*** MATERIAL SUPPLIED Section Begins ***

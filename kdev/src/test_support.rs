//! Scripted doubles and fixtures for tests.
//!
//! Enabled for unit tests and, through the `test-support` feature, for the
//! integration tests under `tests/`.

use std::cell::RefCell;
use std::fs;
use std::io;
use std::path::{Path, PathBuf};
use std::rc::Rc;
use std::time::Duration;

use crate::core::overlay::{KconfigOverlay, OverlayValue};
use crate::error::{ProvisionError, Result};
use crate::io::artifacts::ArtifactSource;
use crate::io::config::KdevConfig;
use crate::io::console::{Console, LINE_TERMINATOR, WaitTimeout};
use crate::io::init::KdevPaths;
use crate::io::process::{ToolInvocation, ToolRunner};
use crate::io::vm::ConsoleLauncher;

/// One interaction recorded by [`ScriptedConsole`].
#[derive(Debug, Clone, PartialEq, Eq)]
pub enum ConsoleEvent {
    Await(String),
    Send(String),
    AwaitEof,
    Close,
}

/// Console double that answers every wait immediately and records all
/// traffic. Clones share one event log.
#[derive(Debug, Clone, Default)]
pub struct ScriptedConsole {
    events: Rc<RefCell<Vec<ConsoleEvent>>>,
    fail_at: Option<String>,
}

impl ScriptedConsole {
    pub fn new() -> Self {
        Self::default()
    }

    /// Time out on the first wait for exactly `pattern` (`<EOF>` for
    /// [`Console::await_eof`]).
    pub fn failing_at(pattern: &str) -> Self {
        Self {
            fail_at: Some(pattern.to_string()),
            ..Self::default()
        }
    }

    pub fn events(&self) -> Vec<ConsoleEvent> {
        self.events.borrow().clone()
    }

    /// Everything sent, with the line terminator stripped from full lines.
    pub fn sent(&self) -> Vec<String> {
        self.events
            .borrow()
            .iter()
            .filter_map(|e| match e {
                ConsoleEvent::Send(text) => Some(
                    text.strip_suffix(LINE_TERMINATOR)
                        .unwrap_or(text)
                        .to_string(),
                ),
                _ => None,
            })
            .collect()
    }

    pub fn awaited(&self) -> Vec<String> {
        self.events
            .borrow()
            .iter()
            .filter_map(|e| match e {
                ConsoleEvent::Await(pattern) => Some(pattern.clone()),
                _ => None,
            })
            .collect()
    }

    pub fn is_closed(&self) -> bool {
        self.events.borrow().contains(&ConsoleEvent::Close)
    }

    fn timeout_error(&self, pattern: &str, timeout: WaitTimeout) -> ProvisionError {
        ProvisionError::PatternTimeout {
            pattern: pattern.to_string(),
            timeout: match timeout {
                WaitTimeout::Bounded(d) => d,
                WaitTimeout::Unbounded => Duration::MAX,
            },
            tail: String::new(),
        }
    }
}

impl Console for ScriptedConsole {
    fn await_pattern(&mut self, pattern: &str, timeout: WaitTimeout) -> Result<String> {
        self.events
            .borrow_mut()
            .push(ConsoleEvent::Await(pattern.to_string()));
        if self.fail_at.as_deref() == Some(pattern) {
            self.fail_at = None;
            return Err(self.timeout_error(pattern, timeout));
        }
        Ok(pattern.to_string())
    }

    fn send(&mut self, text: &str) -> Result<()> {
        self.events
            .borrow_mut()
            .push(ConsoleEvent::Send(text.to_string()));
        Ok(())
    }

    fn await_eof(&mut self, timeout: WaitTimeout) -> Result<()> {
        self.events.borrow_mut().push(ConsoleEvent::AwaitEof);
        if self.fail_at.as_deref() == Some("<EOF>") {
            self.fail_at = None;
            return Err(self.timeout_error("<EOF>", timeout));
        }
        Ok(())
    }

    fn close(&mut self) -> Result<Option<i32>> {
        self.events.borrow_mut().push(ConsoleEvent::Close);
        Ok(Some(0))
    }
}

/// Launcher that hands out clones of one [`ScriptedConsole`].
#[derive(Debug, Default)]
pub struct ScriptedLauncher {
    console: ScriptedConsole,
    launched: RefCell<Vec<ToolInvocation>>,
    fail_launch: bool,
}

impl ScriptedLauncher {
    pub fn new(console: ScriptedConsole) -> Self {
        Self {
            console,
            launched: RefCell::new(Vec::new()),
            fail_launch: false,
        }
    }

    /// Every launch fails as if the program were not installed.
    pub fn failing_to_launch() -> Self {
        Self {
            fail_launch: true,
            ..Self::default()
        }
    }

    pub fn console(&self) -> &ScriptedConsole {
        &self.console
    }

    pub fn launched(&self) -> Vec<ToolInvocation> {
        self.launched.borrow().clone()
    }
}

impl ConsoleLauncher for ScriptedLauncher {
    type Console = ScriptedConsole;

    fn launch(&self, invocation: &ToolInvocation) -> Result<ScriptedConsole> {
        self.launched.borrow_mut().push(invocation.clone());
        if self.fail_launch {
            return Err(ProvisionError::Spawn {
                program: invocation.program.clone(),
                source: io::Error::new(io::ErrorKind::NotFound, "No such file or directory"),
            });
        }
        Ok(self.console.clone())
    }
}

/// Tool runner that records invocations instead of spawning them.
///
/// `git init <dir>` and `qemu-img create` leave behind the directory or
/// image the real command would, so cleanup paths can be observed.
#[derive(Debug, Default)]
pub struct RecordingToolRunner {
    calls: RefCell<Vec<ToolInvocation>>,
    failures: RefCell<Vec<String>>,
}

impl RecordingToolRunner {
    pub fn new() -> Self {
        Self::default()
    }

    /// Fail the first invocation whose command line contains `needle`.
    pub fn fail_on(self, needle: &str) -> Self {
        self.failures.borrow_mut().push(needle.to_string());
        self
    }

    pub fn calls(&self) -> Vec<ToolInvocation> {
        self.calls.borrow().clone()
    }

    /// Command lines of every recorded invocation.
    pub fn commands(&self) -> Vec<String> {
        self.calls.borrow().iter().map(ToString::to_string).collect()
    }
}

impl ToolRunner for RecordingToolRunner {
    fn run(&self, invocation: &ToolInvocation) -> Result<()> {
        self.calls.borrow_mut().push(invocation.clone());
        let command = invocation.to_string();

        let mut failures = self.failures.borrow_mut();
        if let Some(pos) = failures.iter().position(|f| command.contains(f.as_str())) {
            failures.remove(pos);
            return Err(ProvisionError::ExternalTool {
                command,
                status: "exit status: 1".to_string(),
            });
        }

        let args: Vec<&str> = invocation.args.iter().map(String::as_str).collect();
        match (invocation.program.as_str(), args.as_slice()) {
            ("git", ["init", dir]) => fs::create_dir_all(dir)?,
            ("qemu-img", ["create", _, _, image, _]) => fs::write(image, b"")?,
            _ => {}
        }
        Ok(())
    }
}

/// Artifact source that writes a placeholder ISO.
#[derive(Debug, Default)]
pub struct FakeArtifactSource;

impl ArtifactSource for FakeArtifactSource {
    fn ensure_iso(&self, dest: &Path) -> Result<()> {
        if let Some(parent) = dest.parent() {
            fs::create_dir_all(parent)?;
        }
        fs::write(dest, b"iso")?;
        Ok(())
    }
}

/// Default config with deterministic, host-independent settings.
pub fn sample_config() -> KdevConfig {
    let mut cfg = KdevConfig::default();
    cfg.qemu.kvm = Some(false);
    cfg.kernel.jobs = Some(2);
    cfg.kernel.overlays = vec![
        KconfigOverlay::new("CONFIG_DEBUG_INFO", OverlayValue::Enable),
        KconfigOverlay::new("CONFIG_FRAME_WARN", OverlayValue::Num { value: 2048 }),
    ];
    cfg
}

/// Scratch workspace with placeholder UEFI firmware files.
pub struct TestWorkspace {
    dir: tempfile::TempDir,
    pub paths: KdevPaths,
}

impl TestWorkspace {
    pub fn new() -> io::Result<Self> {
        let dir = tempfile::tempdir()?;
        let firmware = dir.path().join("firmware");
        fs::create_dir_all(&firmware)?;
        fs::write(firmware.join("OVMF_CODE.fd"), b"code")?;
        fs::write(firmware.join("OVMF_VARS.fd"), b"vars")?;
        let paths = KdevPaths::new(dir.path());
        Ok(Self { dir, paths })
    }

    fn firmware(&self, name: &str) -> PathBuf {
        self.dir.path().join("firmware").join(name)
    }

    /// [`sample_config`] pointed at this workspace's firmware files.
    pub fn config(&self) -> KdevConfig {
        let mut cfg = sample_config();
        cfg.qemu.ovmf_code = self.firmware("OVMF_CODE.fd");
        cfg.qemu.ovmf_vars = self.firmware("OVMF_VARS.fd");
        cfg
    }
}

*** MATERIAL SUPPLIED Section Ends ***
*** MATERIAL SUPPLIED Section Begins ***

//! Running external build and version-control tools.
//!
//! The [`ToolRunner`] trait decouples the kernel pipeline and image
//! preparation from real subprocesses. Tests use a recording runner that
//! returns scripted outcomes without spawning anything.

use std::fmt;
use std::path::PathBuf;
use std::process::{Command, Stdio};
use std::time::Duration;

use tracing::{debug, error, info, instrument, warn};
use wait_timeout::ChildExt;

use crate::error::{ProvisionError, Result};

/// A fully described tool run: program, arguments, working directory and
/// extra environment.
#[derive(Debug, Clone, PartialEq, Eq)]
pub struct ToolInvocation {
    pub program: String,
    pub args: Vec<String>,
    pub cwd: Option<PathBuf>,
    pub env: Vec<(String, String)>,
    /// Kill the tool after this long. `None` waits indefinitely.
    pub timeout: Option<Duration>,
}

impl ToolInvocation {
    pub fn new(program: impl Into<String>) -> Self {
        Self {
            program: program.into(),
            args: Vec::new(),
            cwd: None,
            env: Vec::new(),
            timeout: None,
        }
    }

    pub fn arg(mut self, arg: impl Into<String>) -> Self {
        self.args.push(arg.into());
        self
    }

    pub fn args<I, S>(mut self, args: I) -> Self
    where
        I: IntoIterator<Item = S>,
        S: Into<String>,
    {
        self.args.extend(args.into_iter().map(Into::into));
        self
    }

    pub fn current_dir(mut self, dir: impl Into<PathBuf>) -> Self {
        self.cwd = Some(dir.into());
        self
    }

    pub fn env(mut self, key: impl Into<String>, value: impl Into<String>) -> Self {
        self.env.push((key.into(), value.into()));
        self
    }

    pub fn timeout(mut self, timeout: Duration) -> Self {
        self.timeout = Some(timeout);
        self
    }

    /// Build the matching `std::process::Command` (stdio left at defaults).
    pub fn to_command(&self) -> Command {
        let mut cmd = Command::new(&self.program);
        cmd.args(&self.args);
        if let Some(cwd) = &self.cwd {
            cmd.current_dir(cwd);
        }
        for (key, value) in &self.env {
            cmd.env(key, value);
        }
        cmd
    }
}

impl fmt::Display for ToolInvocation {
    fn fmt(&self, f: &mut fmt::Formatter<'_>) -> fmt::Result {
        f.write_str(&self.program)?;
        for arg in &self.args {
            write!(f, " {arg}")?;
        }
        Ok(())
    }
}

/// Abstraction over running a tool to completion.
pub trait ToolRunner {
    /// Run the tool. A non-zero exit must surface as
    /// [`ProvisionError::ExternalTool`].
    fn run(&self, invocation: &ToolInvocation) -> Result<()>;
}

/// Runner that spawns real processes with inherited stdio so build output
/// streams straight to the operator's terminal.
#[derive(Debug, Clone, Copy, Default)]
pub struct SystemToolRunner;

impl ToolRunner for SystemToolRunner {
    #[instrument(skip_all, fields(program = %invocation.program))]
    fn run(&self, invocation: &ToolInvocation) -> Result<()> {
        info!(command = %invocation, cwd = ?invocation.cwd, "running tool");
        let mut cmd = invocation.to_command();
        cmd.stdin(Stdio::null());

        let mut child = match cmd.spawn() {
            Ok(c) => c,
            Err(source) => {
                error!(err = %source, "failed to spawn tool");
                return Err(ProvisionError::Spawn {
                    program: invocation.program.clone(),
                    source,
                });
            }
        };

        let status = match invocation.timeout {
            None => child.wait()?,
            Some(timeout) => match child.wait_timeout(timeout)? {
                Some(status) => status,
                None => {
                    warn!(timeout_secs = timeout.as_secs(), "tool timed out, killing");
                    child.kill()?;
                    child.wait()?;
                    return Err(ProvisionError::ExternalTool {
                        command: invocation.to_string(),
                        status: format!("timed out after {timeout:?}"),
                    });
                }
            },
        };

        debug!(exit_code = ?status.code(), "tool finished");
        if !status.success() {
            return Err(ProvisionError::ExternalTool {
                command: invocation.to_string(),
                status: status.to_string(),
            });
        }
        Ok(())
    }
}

*** MATERIAL SUPPLIED Section Ends ***
*** MATERIAL SUPPLIED Section Begins ***

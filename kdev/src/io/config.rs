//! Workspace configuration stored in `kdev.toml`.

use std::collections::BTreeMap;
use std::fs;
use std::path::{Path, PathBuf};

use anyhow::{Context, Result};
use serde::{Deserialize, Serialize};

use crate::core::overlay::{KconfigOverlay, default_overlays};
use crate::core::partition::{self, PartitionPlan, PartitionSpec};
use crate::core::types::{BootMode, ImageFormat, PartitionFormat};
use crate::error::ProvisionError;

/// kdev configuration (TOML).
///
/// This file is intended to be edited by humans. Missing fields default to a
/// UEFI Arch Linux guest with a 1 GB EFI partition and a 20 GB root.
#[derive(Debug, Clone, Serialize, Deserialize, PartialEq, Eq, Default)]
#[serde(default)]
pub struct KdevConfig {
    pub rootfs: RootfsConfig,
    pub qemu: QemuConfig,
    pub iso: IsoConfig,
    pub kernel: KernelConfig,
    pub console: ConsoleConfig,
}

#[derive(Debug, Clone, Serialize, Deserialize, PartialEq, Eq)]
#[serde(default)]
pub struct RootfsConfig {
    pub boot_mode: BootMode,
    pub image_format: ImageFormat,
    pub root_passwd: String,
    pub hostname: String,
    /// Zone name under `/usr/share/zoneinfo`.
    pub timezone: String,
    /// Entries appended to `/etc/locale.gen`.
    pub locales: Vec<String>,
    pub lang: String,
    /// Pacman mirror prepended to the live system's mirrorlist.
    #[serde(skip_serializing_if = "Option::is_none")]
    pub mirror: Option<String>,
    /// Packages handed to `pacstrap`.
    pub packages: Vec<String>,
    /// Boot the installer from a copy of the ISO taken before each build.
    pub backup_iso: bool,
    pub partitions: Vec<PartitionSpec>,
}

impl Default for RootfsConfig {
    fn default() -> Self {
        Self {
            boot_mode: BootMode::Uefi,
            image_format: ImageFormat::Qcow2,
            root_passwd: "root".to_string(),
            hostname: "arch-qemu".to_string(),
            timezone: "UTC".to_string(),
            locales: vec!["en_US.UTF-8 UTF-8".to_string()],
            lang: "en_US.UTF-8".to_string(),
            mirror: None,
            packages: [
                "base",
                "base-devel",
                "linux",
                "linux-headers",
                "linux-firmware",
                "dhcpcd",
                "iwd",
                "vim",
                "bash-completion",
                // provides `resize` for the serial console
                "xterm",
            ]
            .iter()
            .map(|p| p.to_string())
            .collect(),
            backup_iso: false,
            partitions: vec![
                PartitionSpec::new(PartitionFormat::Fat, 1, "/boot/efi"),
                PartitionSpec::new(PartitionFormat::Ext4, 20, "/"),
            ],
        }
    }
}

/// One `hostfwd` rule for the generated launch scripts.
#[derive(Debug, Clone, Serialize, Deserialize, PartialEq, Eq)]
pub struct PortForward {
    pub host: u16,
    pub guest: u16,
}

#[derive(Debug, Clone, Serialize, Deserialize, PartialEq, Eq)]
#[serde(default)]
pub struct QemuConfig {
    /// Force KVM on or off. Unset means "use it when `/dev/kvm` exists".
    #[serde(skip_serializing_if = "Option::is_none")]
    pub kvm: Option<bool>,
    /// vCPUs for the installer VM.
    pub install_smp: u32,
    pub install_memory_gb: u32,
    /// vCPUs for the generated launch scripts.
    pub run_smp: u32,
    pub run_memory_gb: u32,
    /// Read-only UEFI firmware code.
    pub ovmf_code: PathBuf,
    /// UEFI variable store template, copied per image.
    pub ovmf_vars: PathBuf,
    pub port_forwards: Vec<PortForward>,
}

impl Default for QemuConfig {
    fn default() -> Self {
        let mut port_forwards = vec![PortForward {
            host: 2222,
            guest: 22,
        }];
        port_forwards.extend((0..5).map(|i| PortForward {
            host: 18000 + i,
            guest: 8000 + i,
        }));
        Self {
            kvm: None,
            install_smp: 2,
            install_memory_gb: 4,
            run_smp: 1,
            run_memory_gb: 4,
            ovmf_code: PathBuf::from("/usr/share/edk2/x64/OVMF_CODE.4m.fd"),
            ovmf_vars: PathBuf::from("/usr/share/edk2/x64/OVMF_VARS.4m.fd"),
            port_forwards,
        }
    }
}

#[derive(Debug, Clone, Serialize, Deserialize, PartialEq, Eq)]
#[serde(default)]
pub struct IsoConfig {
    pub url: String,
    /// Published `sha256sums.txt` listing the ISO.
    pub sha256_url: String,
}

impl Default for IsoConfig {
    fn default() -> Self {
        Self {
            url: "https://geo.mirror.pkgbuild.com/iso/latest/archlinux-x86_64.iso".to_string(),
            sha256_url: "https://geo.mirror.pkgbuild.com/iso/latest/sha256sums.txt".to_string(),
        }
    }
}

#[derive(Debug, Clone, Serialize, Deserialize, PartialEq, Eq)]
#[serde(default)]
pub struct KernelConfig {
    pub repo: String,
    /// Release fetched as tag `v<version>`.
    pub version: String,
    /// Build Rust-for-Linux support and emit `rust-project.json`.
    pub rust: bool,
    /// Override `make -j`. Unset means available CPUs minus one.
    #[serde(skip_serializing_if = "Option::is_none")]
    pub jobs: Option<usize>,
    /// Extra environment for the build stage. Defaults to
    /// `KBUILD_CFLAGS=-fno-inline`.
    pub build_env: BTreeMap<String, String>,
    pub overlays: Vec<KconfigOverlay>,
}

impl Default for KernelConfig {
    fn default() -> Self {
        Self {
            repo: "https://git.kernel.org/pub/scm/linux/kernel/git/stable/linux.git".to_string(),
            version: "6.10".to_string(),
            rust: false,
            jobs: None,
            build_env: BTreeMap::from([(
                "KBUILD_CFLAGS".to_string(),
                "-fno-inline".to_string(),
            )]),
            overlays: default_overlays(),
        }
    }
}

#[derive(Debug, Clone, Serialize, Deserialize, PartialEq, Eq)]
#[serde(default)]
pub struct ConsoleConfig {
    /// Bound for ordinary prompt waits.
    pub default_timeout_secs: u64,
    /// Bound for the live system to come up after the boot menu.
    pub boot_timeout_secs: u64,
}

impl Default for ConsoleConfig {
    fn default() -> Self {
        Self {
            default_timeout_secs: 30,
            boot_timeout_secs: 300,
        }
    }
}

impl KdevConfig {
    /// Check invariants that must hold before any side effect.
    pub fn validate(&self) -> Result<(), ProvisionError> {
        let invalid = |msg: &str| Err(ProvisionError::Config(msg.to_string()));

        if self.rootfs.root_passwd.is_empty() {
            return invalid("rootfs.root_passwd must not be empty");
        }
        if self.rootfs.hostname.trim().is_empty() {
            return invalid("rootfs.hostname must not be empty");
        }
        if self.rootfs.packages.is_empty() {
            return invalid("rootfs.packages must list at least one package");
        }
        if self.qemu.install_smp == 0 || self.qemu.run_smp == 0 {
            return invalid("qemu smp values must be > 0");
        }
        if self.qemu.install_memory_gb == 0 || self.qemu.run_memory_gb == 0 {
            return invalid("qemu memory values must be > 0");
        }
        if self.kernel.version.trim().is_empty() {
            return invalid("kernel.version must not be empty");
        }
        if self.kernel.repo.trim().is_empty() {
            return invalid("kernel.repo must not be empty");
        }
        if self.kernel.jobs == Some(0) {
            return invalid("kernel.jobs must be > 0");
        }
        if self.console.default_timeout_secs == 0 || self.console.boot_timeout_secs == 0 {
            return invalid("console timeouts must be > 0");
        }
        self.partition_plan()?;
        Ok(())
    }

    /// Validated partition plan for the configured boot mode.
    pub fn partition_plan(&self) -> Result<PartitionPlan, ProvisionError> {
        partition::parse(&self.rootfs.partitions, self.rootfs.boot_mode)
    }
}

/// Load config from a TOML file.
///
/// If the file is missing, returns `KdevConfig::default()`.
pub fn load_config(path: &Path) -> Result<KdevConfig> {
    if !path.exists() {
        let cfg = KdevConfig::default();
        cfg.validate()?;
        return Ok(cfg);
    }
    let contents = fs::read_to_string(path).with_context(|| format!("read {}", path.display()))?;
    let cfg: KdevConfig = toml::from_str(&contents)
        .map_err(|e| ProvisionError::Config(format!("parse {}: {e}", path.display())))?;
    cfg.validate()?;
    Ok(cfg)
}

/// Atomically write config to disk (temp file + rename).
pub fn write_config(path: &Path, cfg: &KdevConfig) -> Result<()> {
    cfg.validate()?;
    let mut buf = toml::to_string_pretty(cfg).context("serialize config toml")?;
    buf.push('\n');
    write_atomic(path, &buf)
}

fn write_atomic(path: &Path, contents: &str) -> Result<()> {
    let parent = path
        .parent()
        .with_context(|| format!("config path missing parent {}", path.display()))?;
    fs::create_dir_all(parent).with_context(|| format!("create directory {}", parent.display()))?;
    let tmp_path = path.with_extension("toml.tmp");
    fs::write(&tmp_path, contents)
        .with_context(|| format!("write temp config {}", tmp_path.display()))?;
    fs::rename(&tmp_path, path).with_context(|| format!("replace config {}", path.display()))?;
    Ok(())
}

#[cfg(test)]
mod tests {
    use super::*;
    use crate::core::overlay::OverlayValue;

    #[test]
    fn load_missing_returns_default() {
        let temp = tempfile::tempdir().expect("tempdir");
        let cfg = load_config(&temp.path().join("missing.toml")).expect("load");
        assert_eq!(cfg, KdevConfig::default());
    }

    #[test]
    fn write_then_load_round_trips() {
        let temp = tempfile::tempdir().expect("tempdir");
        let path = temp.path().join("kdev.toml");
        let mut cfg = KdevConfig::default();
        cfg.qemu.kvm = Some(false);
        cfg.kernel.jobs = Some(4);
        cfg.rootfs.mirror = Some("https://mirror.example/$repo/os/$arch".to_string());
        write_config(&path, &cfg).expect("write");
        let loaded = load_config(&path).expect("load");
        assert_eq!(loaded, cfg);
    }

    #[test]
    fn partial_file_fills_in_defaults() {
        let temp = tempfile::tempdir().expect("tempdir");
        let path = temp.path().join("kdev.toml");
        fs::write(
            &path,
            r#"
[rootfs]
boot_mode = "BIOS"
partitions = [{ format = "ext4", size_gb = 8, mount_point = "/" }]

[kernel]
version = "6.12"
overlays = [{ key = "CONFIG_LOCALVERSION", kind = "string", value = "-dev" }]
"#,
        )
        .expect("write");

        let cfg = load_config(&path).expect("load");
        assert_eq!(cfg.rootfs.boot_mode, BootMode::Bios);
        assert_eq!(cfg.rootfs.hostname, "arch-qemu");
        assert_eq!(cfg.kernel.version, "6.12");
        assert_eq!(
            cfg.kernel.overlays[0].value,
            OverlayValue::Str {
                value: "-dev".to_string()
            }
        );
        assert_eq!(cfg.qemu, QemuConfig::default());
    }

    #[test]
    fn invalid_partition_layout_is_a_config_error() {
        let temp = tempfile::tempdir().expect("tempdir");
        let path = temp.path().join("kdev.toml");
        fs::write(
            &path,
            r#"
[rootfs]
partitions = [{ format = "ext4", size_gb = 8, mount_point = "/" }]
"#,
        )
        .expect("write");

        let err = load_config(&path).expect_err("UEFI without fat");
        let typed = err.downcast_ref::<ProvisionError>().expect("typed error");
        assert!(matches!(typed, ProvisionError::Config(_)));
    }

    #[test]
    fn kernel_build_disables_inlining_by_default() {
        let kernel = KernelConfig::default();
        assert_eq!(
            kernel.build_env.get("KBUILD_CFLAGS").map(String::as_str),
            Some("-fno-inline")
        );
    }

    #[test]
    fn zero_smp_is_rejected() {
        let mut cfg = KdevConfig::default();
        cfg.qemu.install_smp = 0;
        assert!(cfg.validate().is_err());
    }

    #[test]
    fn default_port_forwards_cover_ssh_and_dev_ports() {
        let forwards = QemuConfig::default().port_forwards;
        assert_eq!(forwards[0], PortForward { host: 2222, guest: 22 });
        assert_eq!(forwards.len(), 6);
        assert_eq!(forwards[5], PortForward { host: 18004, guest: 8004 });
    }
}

*** MATERIAL SUPPLIED Section Ends ***

> **WORK ORDER**
For this task, write out exactly the lines of the entries above, starting at the line with "self.launched.borrow_mut().push(invocation.clone());" and ending at the line with "pub fn commands(&self)", both included, and no others.

> **ANSWER TO THIS PROBLEM**
        self.launched.borrow_mut().push(invocation.clone());
        if self.fail_launch {
            return Err(ProvisionError::Spawn {
                program: invocation.program.clone(),
                source: io::Error::new(io::ErrorKind::NotFound, "No such file or directory"),
            });
        }
        Ok(self.console.clone())
    }
}

/// Tool runner that records invocations instead of spawning them.
///
/// `git init <dir>` and `qemu-img create` leave behind the directory or
/// image the real command would, so cleanup paths can be observed.
#[derive(Debug, Default)]
pub struct RecordingToolRunner {
    calls: RefCell<Vec<ToolInvocation>>,
    failures: RefCell<Vec<String>>,
}

impl RecordingToolRunner {
    pub fn new() -> Self {
        Self::default()
    }

    /// Fail the first invocation whose command line contains `needle`.
    pub fn fail_on(self, needle: &str) -> Self {
        self.failures.borrow_mut().push(needle.to_string());
        self
    }

    pub fn calls(&self) -> Vec<ToolInvocation> {
        self.calls.borrow().clone()
    }

    /// Command lines of every recorded invocation.
    pub fn commands(&self) -> Vec<String> {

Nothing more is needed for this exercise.